■ Dataset entries
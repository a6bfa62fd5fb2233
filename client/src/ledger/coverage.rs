use std::ops::Range;

/// The byte ranges of one piece received so far.
///
/// Ranges are kept sorted, non-overlapping and non-adjacent, so the covered
/// byte count is exact no matter how often a range is reported.
#[derive(Debug, Clone, Default, PartialEq, Eq)]
pub struct Coverage {
    ranges: Vec<Range<u32>>,
}

impl Coverage {
    pub fn new() -> Self {
        Self::default()
    }

    /// Adds `range` and returns how many bytes were not covered before.
    pub fn insert(&mut self, range: Range<u32>) -> u32 {
        if range.is_empty() {
            return 0;
        }
        let before = self.covered();
        let (mut start, mut end) = (range.start, range.end);
        let mut merged = Vec::with_capacity(self.ranges.len() + 1);
        let mut placed = false;

        for r in self.ranges.drain(..) {
            if r.end < start {
                merged.push(r);
            } else if r.start > end {
                if !placed {
                    merged.push(start..end);
                    placed = true;
                }
                merged.push(r);
            } else {
                start = start.min(r.start);
                end = end.max(r.end);
            }
        }
        if !placed {
            merged.push(start..end);
        }
        self.ranges = merged;
        self.covered() - before
    }

    /// Total number of covered bytes.
    pub fn covered(&self) -> u32 {
        self.ranges.iter().map(|r| r.end - r.start).sum()
    }

    /// True if every byte of `range` is already covered.
    pub fn contains(&self, range: &Range<u32>) -> bool {
        range.is_empty()
            || self
                .ranges
                .iter()
                .any(|r| r.start <= range.start && range.end <= r.end)
    }

    /// The first uncovered range within `0..limit`.
    pub fn first_gap(&self, limit: u32) -> Option<Range<u32>> {
        let mut cursor = 0;
        for r in &self.ranges {
            if r.start >= limit {
                break;
            }
            if r.start > cursor {
                return Some(cursor..r.start);
            }
            cursor = cursor.max(r.end);
        }
        (cursor < limit).then_some(cursor..limit)
    }

    pub fn is_complete(&self, length: u32) -> bool {
        self.first_gap(length).is_none()
    }

    pub fn is_empty(&self) -> bool {
        self.ranges.is_empty()
    }

    pub fn clear(&mut self) {
        self.ranges.clear();
    }

    pub fn ranges(&self) -> &[Range<u32>] {
        &self.ranges
    }
}
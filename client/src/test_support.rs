//! Fixtures shared by unit tests: in-memory torrents, ledgers over temp
//! directories, and a scripted seeder speaking the wire protocol.

use crate::bitfield::Bitfield;
use crate::ledger::PieceLedger;
use crate::peer::handshake::HANDSHAKE_LEN;
use crate::peer::message::{read_message, write_message};
use crate::peer::{Handshake, Message, SessionConfig};
use crate::storage::{Storage, StorageWriter};
use bytes::Bytes;
use sha1::{Digest, Sha1};
use shoal_core::Torrent;
use std::sync::Arc;
use std::time::Duration;
use tempfile::TempDir;
use tokio::io::{AsyncRead, AsyncReadExt, AsyncWrite, AsyncWriteExt};

pub const INFO_HASH: [u8; 20] = [0x5A; 20];
pub const SEEDER_ID: [u8; 20] = *b"-SEED01-000000000000";
pub const CLIENT_ID: [u8; 20] = *b"-SH0001-test00000000";

/// Deterministic, non-repeating test content.
pub fn content(len: usize) -> Vec<u8> {
    (0..len).map(|i| (i * 31 % 251) as u8).collect()
}

pub fn torrent_for(content: &[u8], piece_length: u64) -> Torrent {
    Torrent {
        announce: "http://tracker.invalid/announce".to_string(),
        announce_list: None,
        info_hash: INFO_HASH,
        piece_length,
        pieces: content
            .chunks(piece_length as usize)
            .map(|chunk| Sha1::digest(chunk).into())
            .collect(),
        name: "payload.bin".to_string(),
        length: Some(content.len() as u64),
        files: None,
    }
}

pub struct LedgerFixture {
    pub _dir: TempDir,
    pub torrent: Torrent,
    pub ledger: Arc<PieceLedger>,
}

pub async fn ledger_for(
    content: &[u8],
    piece_length: u64,
    block_size: u32,
    pipeline_depth: usize,
) -> LedgerFixture {
    let dir = tempfile::tempdir().unwrap();
    let torrent = torrent_for(content, piece_length);
    let storage = Storage::new(Some(dir.path().to_path_buf())).await.unwrap();
    let writer = StorageWriter::initialize(&storage, &torrent.files())
        .await
        .unwrap();
    let ledger = PieceLedger::new(&torrent, Arc::new(writer), block_size, pipeline_depth).unwrap();
    LedgerFixture {
        _dir: dir,
        torrent,
        ledger: Arc::new(ledger),
    }
}

pub fn session_config() -> SessionConfig {
    SessionConfig {
        connect_timeout: Duration::from_secs(2),
        handshake_timeout: Duration::from_secs(2),
        read_timeout: Duration::from_secs(5),
        max_violations: 3,
        max_frame_len: 1 << 17,
    }
}

pub fn client_handshake() -> Handshake {
    Handshake::new(INFO_HASH, CLIENT_ID)
}

/// Reads the client's handshake and answers with `info_hash`.
pub async fn accept_handshake<S>(stream: &mut S, info_hash: [u8; 20]) -> Handshake
where
    S: AsyncRead + AsyncWrite + Unpin,
{
    let mut buf = [0u8; HANDSHAKE_LEN];
    stream.read_exact(&mut buf).await.unwrap();
    let theirs = Handshake::parse(&buf).unwrap();
    stream
        .write_all(&Handshake::new(info_hash, SEEDER_ID).to_bytes())
        .await
        .unwrap();
    theirs
}

/// Serves `content` to one client until it hangs up.
pub async fn seed<S>(mut stream: S, content: Arc<Vec<u8>>, piece_length: u64)
where
    S: AsyncRead + AsyncWrite + Unpin,
{
    accept_handshake(&mut stream, INFO_HASH).await;
    let pieces = content.len().div_ceil(piece_length as usize);
    let bitfield = Bitfield::full(pieces);
    write_message(
        &mut stream,
        &Message::Bitfield(Bytes::copy_from_slice(bitfield.as_bytes())),
    )
    .await
    .unwrap();
    write_message(&mut stream, &Message::Unchoke).await.unwrap();

    while let Ok(msg) = read_message(&mut stream, 1 << 17).await {
        if let Message::Request {
            index,
            begin,
            length,
        } = msg
        {
            let start = index as usize * piece_length as usize + begin as usize;
            let block = Bytes::copy_from_slice(&content[start..start + length as usize]);
            let reply = Message::Piece {
                index,
                begin,
                block,
            };
            if write_message(&mut stream, &reply).await.is_err() {
                break;
            }
        }
    }
}
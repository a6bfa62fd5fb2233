use sha1::{Digest, Sha1};

/// SHA-1 of the raw bencoded `info` dictionary.
pub fn info_hash(info_bytes: &[u8]) -> [u8; 20] {
    Sha1::digest(info_bytes).into()
}
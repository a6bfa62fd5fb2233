use super::{Storage, StorageError};
use shoal_core::FileEntry;
use std::io::SeekFrom;
use std::ops::Range;
use std::path::PathBuf;
use std::sync::atomic::{AtomicBool, Ordering};
use tokio::fs::{File, OpenOptions};
use tokio::io::{AsyncReadExt, AsyncSeekExt, AsyncWriteExt};
use tokio::sync::Mutex;

struct FileSlot {
    path: PathBuf,
    handle: Mutex<Option<File>>,
}

/// The part of a content-level range that falls inside one file.
#[derive(Debug, Clone, PartialEq, Eq)]
pub struct Segment {
    pub file: usize,
    pub file_offset: u64,
    /// Sub-range of the caller's buffer that belongs to this file.
    pub buf: Range<usize>,
}

/// Splits `offset..offset + len` across files laid out back to back.
///
/// `lengths` are the file sizes in declared order. Zero-length files never
/// receive a segment.
pub fn segments(lengths: &[u64], offset: u64, len: usize) -> Vec<Segment> {
    let end = offset + len as u64;
    let mut out = Vec::new();
    let mut file_start = 0u64;
    for (file, &length) in lengths.iter().enumerate() {
        let file_end = file_start + length;
        let lo = offset.max(file_start);
        let hi = end.min(file_end);
        if lo < hi {
            out.push(Segment {
                file,
                file_offset: lo - file_start,
                buf: (lo - offset) as usize..(hi - offset) as usize,
            });
        }
        if file_end >= end {
            break;
        }
        file_start = file_end;
    }
    out
}

/// Random-access writer over the pre-allocated destination file(s).
///
/// Multi-file content is one contiguous address space spanning the files in
/// declared order. Each file has its own lock, so writes to different files
/// proceed in parallel and writes to the same file are serialized.
pub struct StorageWriter {
    files: Vec<FileSlot>,
    lengths: Vec<u64>,
    total_length: u64,
    closed: AtomicBool,
}

impl StorageWriter {
    /// Creates (or reopens) every destination file and sizes it to its final length.
    ///
    /// Existing content is preserved so it can be re-verified on resume.
    pub async fn initialize(
        storage: &Storage,
        entries: &[FileEntry],
    ) -> Result<Self, StorageError> {
        let mut files = Vec::with_capacity(entries.len());

        for entry in entries {
            let path = storage.get_file_path(&entry.path);
            if let Some(parent) = path.parent() {
                tokio::fs::create_dir_all(parent)
                    .await
                    .map_err(StorageError::io(parent))?;
            }

            let file = OpenOptions::new()
                .read(true)
                .write(true)
                .create(true)
                .truncate(false)
                .open(&path)
                .await
                .map_err(StorageError::io(&path))?;

            let current = file.metadata().await.map_err(StorageError::io(&path))?.len();
            if current != entry.length {
                file.set_len(entry.length)
                    .await
                    .map_err(StorageError::io(&path))?;
            }
            tracing::debug!(path = %path.display(), length = entry.length, "allocated file");

            files.push(FileSlot {
                path,
                handle: Mutex::new(Some(file)),
            });
        }

        let lengths: Vec<u64> = entries.iter().map(|e| e.length).collect();
        Ok(Self {
            files,
            total_length: lengths.iter().sum(),
            lengths,
            closed: AtomicBool::new(false),
        })
    }

    pub fn total_length(&self) -> u64 {
        self.total_length
    }

    pub fn paths(&self) -> impl Iterator<Item = &PathBuf> {
        self.files.iter().map(|f| &f.path)
    }

    fn plan(&self, offset: u64, len: usize) -> Result<Vec<Segment>, StorageError> {
        if self.closed.load(Ordering::Acquire) {
            return Err(StorageError::Closed);
        }
        let in_bounds = offset
            .checked_add(len as u64)
            .is_some_and(|end| end <= self.total_length);
        if !in_bounds {
            return Err(StorageError::OutOfBounds {
                offset,
                len: len as u64,
                total: self.total_length,
            });
        }
        Ok(segments(&self.lengths, offset, len))
    }

    /// Writes `data` at the absolute content offset `offset`.
    ///
    /// The range is validated before any byte is written, so a rejected write
    /// leaves the files untouched. A write straddling a file boundary is split.
    pub async fn write(&self, offset: u64, data: &[u8]) -> Result<(), StorageError> {
        for seg in self.plan(offset, data.len())? {
            let slot = &self.files[seg.file];
            let mut guard = slot.handle.lock().await;
            let file = guard.as_mut().ok_or(StorageError::Closed)?;
            file.seek(SeekFrom::Start(seg.file_offset))
                .await
                .map_err(StorageError::io(&slot.path))?;
            file.write_all(&data[seg.buf])
                .await
                .map_err(StorageError::io(&slot.path))?;
        }
        Ok(())
    }

    /// Reads `len` bytes starting at the absolute content offset `offset`.
    pub async fn read(&self, offset: u64, len: usize) -> Result<Vec<u8>, StorageError> {
        let mut buf = vec![0u8; len];
        for seg in self.plan(offset, len)? {
            let slot = &self.files[seg.file];
            let mut guard = slot.handle.lock().await;
            let file = guard.as_mut().ok_or(StorageError::Closed)?;
            file.seek(SeekFrom::Start(seg.file_offset))
                .await
                .map_err(StorageError::io(&slot.path))?;
            file.read_exact(&mut buf[seg.buf])
                .await
                .map_err(StorageError::io(&slot.path))?;
        }
        Ok(buf)
    }

    pub fn is_closed(&self) -> bool {
        self.closed.load(Ordering::Acquire)
    }

    /// Flushes and releases every file handle.
    ///
    /// Only the first call does any work; later calls return `Ok(())`. All
    /// handles are released even if flushing one of them fails, and the first
    /// failure is reported.
    pub async fn close(&self) -> Result<(), StorageError> {
        if self.closed.swap(true, Ordering::AcqRel) {
            return Ok(());
        }
        let mut first_err = None;
        for slot in &self.files {
            let Some(mut file) = slot.handle.lock().await.take() else {
                continue;
            };
            let flushed = match file.flush().await {
                Ok(()) => file.sync_all().await,
                Err(e) => Err(e),
            };
            if let Err(e) = flushed {
                first_err.get_or_insert(StorageError::io(&slot.path)(e));
            }
        }
        match first_err {
            Some(e) => Err(e),
            None => Ok(()),
        }
    }
}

■ Your goal
Scan the lines above, and whenever one holds the string "tokio", copy it.

■ Exercise solution
use tokio::io::{AsyncRead, AsyncReadExt, AsyncWrite, AsyncWriteExt};
use tokio::fs::{File, OpenOptions};
use tokio::io::{AsyncReadExt, AsyncSeekExt, AsyncWriteExt};
use tokio::sync::Mutex;
                tokio::fs::create_dir_all(parent)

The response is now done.